Saunton
Location of Saunton |
Saunton is a holiday resort about 4 km west of the village of Braunton on the north coast of the English county of Devon . It is popular for its long sandy beach and known for its outstanding design, 36-hole links golf course.
The place itself is little more than a hotel and a range of family accommodations.
Saunton Sands
The beach is part of the Taw - Torridge - estuary that the Areas of Outstanding Natural Beauty belongs in the UK; it is popular with surfers. To the south is the nature reserve of the Braunton Burrows ; this size sand dunes of Britain with about 400 vascular plant TYPES is one of nine UNESCO - biosphere reserves in Britain.
The whitewashed beachfront Saunton Sands Hotel dominates the north side of the beach.
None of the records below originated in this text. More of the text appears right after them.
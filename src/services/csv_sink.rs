//! CSV 写入服务 - 业务能力层
//!
//! 只负责"写结果文件 / 错误文件"能力，不关心流程

use chrono::{DateTime, TimeZone};
use std::fs::File;
use std::io::Write;
use std::path::{Path, PathBuf};
use tracing::debug;

use crate::error::{AppError, AppResult};

/// 错误文件表头
pub const ERRORS_HEADER: [&str; 3] = ["Input", " Status Code", " Error message"];

/// 本次运行的两个输出文件路径
#[derive(Debug, Clone)]
pub struct OutputPaths {
    pub results: PathBuf,
    pub errors: PathBuf,
}

impl OutputPaths {
    /// 根据时间戳生成 `results_<ts>.csv` 和 `errors_<ts>.csv`
    pub fn timestamped<Tz>(dir: impl AsRef<Path>, now: DateTime<Tz>) -> Self
    where
        Tz: TimeZone,
        Tz::Offset: std::fmt::Display,
    {
        let stamp = now.format("%Y%m%d_%H%M%S").to_string();
        let dir = dir.as_ref();
        Self {
            results: dir.join(format!("results_{stamp}.csv")),
            errors: dir.join(format!("errors_{stamp}.csv")),
        }
    }
}

/// CSV 写入器
///
/// 职责：
/// - 写表头和数据行
/// - 允许每行列数不同（分类结果的列数随类别数量变化）
/// - 不关心行来自哪个处理器
pub struct CsvSink<W: Write> {
    writer: csv::Writer<W>,
}

impl CsvSink<File> {
    /// 创建（覆盖）输出文件
    pub fn create(path: &Path) -> AppResult<Self> {
        let file = File::create(path).map_err(|e| AppError::file(path.display().to_string(), e))?;
        debug!("创建输出文件: {}", path.display());
        Ok(Self::from_writer(file))
    }
}

impl<W: Write> CsvSink<W> {
    pub fn from_writer(inner: W) -> Self {
        let writer = csv::WriterBuilder::new()
            .flexible(true)
            .has_headers(false)
            .from_writer(inner);
        Self { writer }
    }

    /// 写表头
    pub fn write_header<I, S>(&mut self, header: I) -> AppResult<()>
    where
        I: IntoIterator<Item = S>,
        S: AsRef<[u8]>,
    {
        self.writer.write_record(header)?;
        Ok(())
    }

    /// 写一行数据：输入文本 + 各字段
    pub fn write_row<S: AsRef<[u8]>>(&mut self, input: &str, fields: &[S]) -> AppResult<()> {
        self.writer.write_field(input)?;
        for field in fields {
            self.writer.write_field(field)?;
        }
        self.writer.write_record(None::<&[u8]>)?;
        Ok(())
    }

    pub fn flush(&mut self) -> AppResult<()> {
        self.writer
            .flush()
            .map_err(|e| AppError::file("<csv output>", e))
    }

    /// 取回底层写入目标（会先 flush）
    pub fn into_inner(self) -> AppResult<W> {
        self.writer.into_inner().map_err(|e| {
            let source = std::io::Error::new(e.error().kind(), e.error().to_string());
            AppError::file("<csv output>", source)
        })
    }
}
Saunton Sands has been a historic backdrop to the film and music scene more than once. In 1946 the Powell / Pressburger production Irrtum im Jenseits filmed the scene in which David Niven was washed up on the beach after jumping out of his plane without a parachute and miraculously surviving this jump. In the Pink Floyd film The Wall (1982), scenes from WWII Operation Shingle at Anzio were filmed here, and the 700 wrought-iron hospital beds on the cover of their album A Momentary Lapse of Reason were also placed here. For the beach and dune scenes in the video Angels (1997) by Robbie Williams , the Saunton Sands and the Braunton Burrows also served as a backdrop.
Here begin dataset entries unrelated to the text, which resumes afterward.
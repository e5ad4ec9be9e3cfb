pub mod analysis;

pub use analysis::{Category, ProcessorKind, Sentiment};
//! 应用入口 - 编排层
//!
//! ## 职责
//!
//! 1. **启动检查**：展开 `~`，确认输入是存在的普通文件，校验凭据，创建处理器
//! 2. **资源管理**：输入流、结果文件、错误文件在 `run` 内打开，任何退出路径都会关闭
//! 3. **向下委托**：逐行处理交给 `BatchRunner`
//!
//! 输出文件只在输入文件检查通过后才创建。

use chrono::Local;
use std::path::{Path, PathBuf};
use std::sync::Arc;
use tokio::io::BufReader;
use tracing::info;

use crate::clients::{LanguageClient, TextAnalysisClient};
use crate::config::Config;
use crate::error::{AppError, AppResult};
use crate::orchestrator::batch_runner::{BatchRunner, RunSummary};
use crate::orchestrator::reporter::TracingReporter;
use crate::services::{build_processors, CsvSink, FieldProcessor, OutputPaths};
use crate::utils::{expand_home, logging};

/// 一次运行的结果
#[derive(Debug, Clone)]
pub struct RunOutcome {
    pub summary: RunSummary,
    pub paths: OutputPaths,
}

/// 应用主结构
pub struct App {
    config: Config,
    input_path: PathBuf,
    processors: Vec<Box<dyn FieldProcessor>>,
}

impl App {
    /// 初始化应用
    ///
    /// 检查顺序：输入文件 → 凭据 → HTTP 客户端 → 处理器列表
    pub fn initialize(config: Config, raw_input: &str) -> AppResult<Self> {
        let input_path = resolve_input(raw_input)?;
        config.validate()?;
        let client = LanguageClient::new(&config)?;
        Self::with_client(config, input_path, Arc::new(client))
    }

    /// 使用外部提供的客户端初始化（不校验凭据）
    pub fn with_client(
        config: Config,
        input_path: impl AsRef<Path>,
        client: Arc<dyn TextAnalysisClient>,
    ) -> AppResult<Self> {
        let input_path = existing_input(input_path.as_ref())?;
        let processors = build_processors(&config.processors, client)?;
        Ok(Self {
            config,
            input_path,
            processors,
        })
    }

    /// 运行应用主逻辑
    pub async fn run(&self) -> AppResult<RunOutcome> {
        logging::log_startup(&self.input_path, self.config.quota, &self.processors);
        logging::log_field_legend(&self.processors);

        let input = tokio::fs::File::open(&self.input_path)
            .await
            .map_err(|e| AppError::file(self.input_path.display().to_string(), e))?;

        tokio::fs::create_dir_all(&self.config.output_dir)
            .await
            .map_err(|e| AppError::file(self.config.output_dir.clone(), e))?;
        let paths = OutputPaths::timestamped(&self.config.output_dir, Local::now());
        let mut results = CsvSink::create(&paths.results)?;
        let mut errors = CsvSink::create(&paths.errors)?;
        info!("📁 输出文件: {} / {}", paths.results.display(), paths.errors.display());

        let reporter = TracingReporter;
        let summary = BatchRunner::new(&self.processors, &reporter, self.config.quota)
            .continue_on_service_error(self.config.continue_on_service_error)
            .input_name(self.input_path.display().to_string())
            .run(BufReader::new(input), &mut results, &mut errors)
            .await?;

        results.flush()?;
        errors.flush()?;

        logging::print_final_stats(&summary, &paths);

        Ok(RunOutcome { summary, paths })
    }
}

/// 展开 `~` 并确认输入是一个存在的普通文件
pub fn resolve_input(raw_input: &str) -> AppResult<PathBuf> {
    existing_input(&expand_home(raw_input))
}

fn existing_input(path: &Path) -> AppResult<PathBuf> {
    if path.is_file() {
        Ok(path.to_path_buf())
    } else {
        Err(AppError::input_not_found(path.display().to_string()))
    }
}
//! 文本分析结果模型
//!
//! 与远端服务的 JSON 响应一一对应，只做反序列化，不含业务逻辑

use serde::{Deserialize, Serialize};
use std::fmt;
use std::str::FromStr;

use crate::error::ConfigError;

/// 整体情感分析结果
#[derive(Debug, Clone, Copy, PartialEq, Serialize, Deserialize)]
pub struct Sentiment {
    /// 情感倾向，范围 -1.0（负面）到 1.0（正面）
    #[serde(default)]
    pub score: f64,
    /// 情感强度，范围 0.0 到 +∞
    #[serde(default)]
    pub magnitude: f64,
}

/// 文本分类结果中的一个类别
#[derive(Debug, Clone, PartialEq, Serialize, Deserialize)]
pub struct Category {
    /// 类别名称，例如 `/Arts & Entertainment/Music`
    pub name: String,
    /// 置信度，范围 0.0 到 1.0
    #[serde(default)]
    pub confidence: f64,
}

/// analyzeSentiment 响应体
#[derive(Debug, Deserialize)]
#[serde(rename_all = "camelCase")]
pub(crate) struct SentimentResponse {
    pub document_sentiment: Sentiment,
}

/// classifyText 响应体
#[derive(Debug, Deserialize)]
pub(crate) struct ClassifyResponse {
    #[serde(default)]
    pub categories: Vec<Category>,
}

/// 服务端错误响应体
#[derive(Debug, Deserialize)]
pub(crate) struct ErrorResponse {
    pub error: ErrorStatus,
}

#[derive(Debug, Deserialize)]
pub(crate) struct ErrorStatus {
    #[serde(default)]
    pub code: u16,
    #[serde(default)]
    pub message: String,
    #[serde(default)]
    pub status: String,
}

/// 可配置的处理器种类
#[derive(Debug, Clone, Copy, PartialEq, Eq, Hash, Serialize, Deserialize)]
#[serde(rename_all = "lowercase")]
pub enum ProcessorKind {
    /// 情感分析
    Sentiment,
    /// 文本分类
    #[serde(alias = "classify")]
    Classifier,
}

impl ProcessorKind {
    /// 获取标准名称
    pub fn name(self) -> &'static str {
        match self {
            ProcessorKind::Sentiment => "sentiment",
            ProcessorKind::Classifier => "classifier",
        }
    }

    /// 解析逗号分隔的处理器列表，例如 `sentiment,classifier`
    pub fn parse_list(value: &str) -> Result<Vec<Self>, ConfigError> {
        value
            .split(',')
            .map(str::trim)
            .filter(|s| !s.is_empty())
            .map(Self::from_str)
            .collect()
    }
}

impl FromStr for ProcessorKind {
    type Err = ConfigError;

    fn from_str(s: &str) -> Result<Self, Self::Err> {
        match s.trim().to_ascii_lowercase().as_str() {
            "sentiment" => Ok(ProcessorKind::Sentiment),
            "classifier" | "classify" => Ok(ProcessorKind::Classifier),
            other => Err(ConfigError::UnknownProcessor {
                name: other.to_string(),
            }),
        }
    }
}

impl fmt::Display for ProcessorKind {
    fn fmt(&self, f: &mut fmt::Formatter<'_>) -> fmt::Result {
        f.write_str(self.name())
    }
}

#[cfg(test)]
mod tests {
    use super::*;

    #[test]
    fn test_parse_sentiment_response() {
        let body = r#"{
            "documentSentiment": {"magnitude": 1.2, "score": 0.8},
            "language": "en",
            "sentences": []
        }"#;
        let parsed: SentimentResponse = serde_json::from_str(body).unwrap();
        assert_eq!(parsed.document_sentiment.score, 0.8);
        assert_eq!(parsed.document_sentiment.magnitude, 1.2);
    }

    #[test]
    fn test_parse_classify_response_without_categories() {
        let parsed: ClassifyResponse = serde_json::from_str("{}").unwrap();
        assert!(parsed.categories.is_empty());
    }

    #[test]
    fn test_parse_error_response() {
        let body = r#"{"error": {"code": 400, "message": "The document is empty.", "status": "INVALID_ARGUMENT"}}"#;
        let parsed: ErrorResponse = serde_json::from_str(body).unwrap();
        assert_eq!(parsed.error.code, 400);
        assert_eq!(parsed.error.status, "INVALID_ARGUMENT");
    }

    #[test]
    fn test_processor_kind_parse_list() {
        let kinds = ProcessorKind::parse_list(" Sentiment , classify ,").unwrap();
        assert_eq!(kinds, vec![ProcessorKind::Sentiment, ProcessorKind::Classifier]);

        let err = ProcessorKind::parse_list("sentiment,entities").unwrap_err();
        assert!(matches!(err, ConfigError::UnknownProcessor { name } if name == "entities"));
    }
}
/// 文本分析 API 客户端
///
/// 封装所有与远端文本分析服务（Natural Language REST API）相关的调用逻辑
use crate::config::Config;
use crate::error::{AnalysisError, ConfigError};
use crate::models::analysis::{ClassifyResponse, ErrorResponse, SentimentResponse};
use crate::models::{Category, Sentiment};
use async_trait::async_trait;
use reqwest::StatusCode;
use serde::de::DeserializeOwned;
use serde_json::{json, Value};
use std::time::Duration;
use tracing::{debug, warn};

const SENTIMENT_ENDPOINT: &str = "documents:analyzeSentiment";
const CLASSIFY_ENDPOINT: &str = "documents:classifyText";

/// 服务拒绝输入时返回的状态
pub const INVALID_ARGUMENT: &str = "INVALID_ARGUMENT";

/// 文本分析能力
///
/// 批处理只依赖这个 trait，测试中可以替换成固定返回值的实现
#[async_trait]
pub trait TextAnalysisClient: Send + Sync {
    /// 分析整段文本的情感
    async fn analyze_sentiment(&self, text: &str) -> Result<Sentiment, AnalysisError>;

    /// 对文本进行内容分类，类别顺序与服务返回顺序一致
    async fn classify_text(&self, text: &str) -> Result<Vec<Category>, AnalysisError>;
}

/// 凭据
#[derive(Clone)]
enum Credentials {
    ApiKey(String),
    Bearer(String),
}

/// 文本分析 API 客户端
pub struct LanguageClient {
    http: reqwest::Client,
    base_url: String,
    credentials: Credentials,
    language: Option<String>,
}

impl LanguageClient {
    /// 创建新的客户端
    ///
    /// 同时配置了 API Key 和访问令牌时优先使用 API Key
    pub fn new(config: &Config) -> Result<Self, ConfigError> {
        let credentials = match (&config.api_key, &config.access_token) {
            (Some(key), _) if !key.trim().is_empty() => Credentials::ApiKey(key.trim().to_string()),
            (_, Some(token)) if !token.trim().is_empty() => {
                Credentials::Bearer(token.trim().to_string())
            }
            _ => return Err(ConfigError::MissingCredentials),
        };

        let http = reqwest::Client::builder()
            .timeout(Duration::from_secs(config.request_timeout_secs))
            .build()
            .map_err(ConfigError::HttpClient)?;

        Ok(Self {
            http,
            base_url: config.api_base_url.trim_end_matches('/').to_string(),
            credentials,
            language: config.language.clone(),
        })
    }

    /// 构建请求中的 document 对象
    fn document(&self, text: &str) -> Value {
        let mut document = json!({
            "type": "PLAIN_TEXT",
            "content": text,
        });
        if let Some(language) = &self.language {
            document["language"] = json!(language);
        }
        document
    }

    /// 发送 POST 请求并解析响应
    async fn post<T: DeserializeOwned>(&self, endpoint: &str, body: Value) -> Result<T, AnalysisError> {
        let url = format!("{}/{}", self.base_url, endpoint);
        debug!("正在调用文本分析 API: {}", endpoint);

        let mut request = self.http.post(&url).json(&body);
        request = match &self.credentials {
            Credentials::ApiKey(key) => request.query(&[("key", key)]),
            Credentials::Bearer(token) => request.bearer_auth(token),
        };

        let response = request
            .send()
            .await
            .map_err(|e| AnalysisError::request_failed(endpoint, e))?;

        let status = response.status();
        let text = response
            .text()
            .await
            .map_err(|e| AnalysisError::request_failed(endpoint, e))?;

        if !status.is_success() {
            let err = error_from_response(status, &text);
            warn!("文本分析 API 返回错误 ({}): {}", endpoint, err);
            return Err(err);
        }

        debug!("文本分析 API 调用成功: {}", endpoint);
        serde_json::from_str(&text).map_err(|e| AnalysisError::decode_failed(endpoint, e))
    }
}

#[async_trait]
impl TextAnalysisClient for LanguageClient {
    async fn analyze_sentiment(&self, text: &str) -> Result<Sentiment, AnalysisError> {
        let body = json!({
            "document": self.document(text),
            "encodingType": "UTF8",
        });
        let response: SentimentResponse = self.post(SENTIMENT_ENDPOINT, body).await?;
        Ok(response.document_sentiment)
    }

    async fn classify_text(&self, text: &str) -> Result<Vec<Category>, AnalysisError> {
        let body = json!({ "document": self.document(text) });
        let response: ClassifyResponse = self.post(CLASSIFY_ENDPOINT, body).await?;
        Ok(response.categories)
    }
}

/// 把非 2xx 响应转换为错误
///
/// 状态为 `INVALID_ARGUMENT` 的是输入问题，可以逐行跳过；其余都是服务问题。
/// 响应体无法解析时退回 HTTP 状态，400 仍视为输入无效。
pub(crate) fn error_from_response(status: StatusCode, body: &str) -> AnalysisError {
    let parsed = serde_json::from_str::<ErrorResponse>(body).ok();

    let (status_text, message) = match parsed {
        Some(ErrorResponse { error }) if !error.status.is_empty() => (error.status, error.message),
        Some(ErrorResponse { error }) => (canonical_status(status), error.message),
        None => (canonical_status(status), body.trim().to_string()),
    };

    let invalid = status_text == INVALID_ARGUMENT
        || (status == StatusCode::BAD_REQUEST && status_text == canonical_status(status));

    if invalid {
        AnalysisError::InvalidInput {
            status: status_text,
            message,
        }
    } else {
        AnalysisError::Service {
            code: status.as_u16(),
            status: status_text,
            message,
        }
    }
}

/// `Bad Request` → `BAD_REQUEST`
fn canonical_status(status: StatusCode) -> String {
    status
        .canonical_reason()
        .map(|reason| reason.to_ascii_uppercase().replace([' ', '-'], "_"))
        .unwrap_or_else(|| status.as_u16().to_string())
}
The South West Coast Path runs past Saunton, the longest marked long-distance footpath in Great Britain at 1014 km; this intersects here with the Tarka Trail , another approx. 290 km long long distance footpath through Devon's inland, moors and coastlines with the logo of the animal protagonist in the novel by Henry Williamson .
Saunton Golf
The Saunton Golf Club has existed since May 1897. The initial 9-hole course was expanded to 18 holes by 1908; the former clubhouse from 1907 still exists as a private house. In 1919, William Herbert Fowler , a well-known figure of the Golden Age of golf architecture , designed it in such a way that it had built its reputation as one of the best links courses in Great Britain by the early 1920s .
Matches between the most famous British professional golfers of the time ( Harry Vardon , John Henry Taylor , James Braid and Henry Cotton ) were arranged by the club. The British Ladies Amateur Golf Championship took place here for the first time in 1932 , and to this day other well-known amateur competitions have regularly chosen Saunton as the venue.
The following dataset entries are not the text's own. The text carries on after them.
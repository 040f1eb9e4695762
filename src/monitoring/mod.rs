/*!
 * Monitoring
 * Subscriber setup and per-syscall tracing spans
 */

mod tracer;

pub use tracer::{init_tracing, SyscallSpan};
In 1935 Fowler was asked to create a second golf course in the links, which is now called the West Course (as a counterpart to the older East Course ).
Both courses suffered severe damage in World War II when the golf courses were occupied by US troops to practice D-Day training grounds . The club used German prisoners of war to make the East Course playable again in 1952. The West Course, restored by Frank Pennink , could only be reopened in 1974. Today both courses occupy middle ranks in the Golf World "Top 100 Courses", and the club's self-promotion even claims that only St Andrews Links has two better links courses in Great Britain.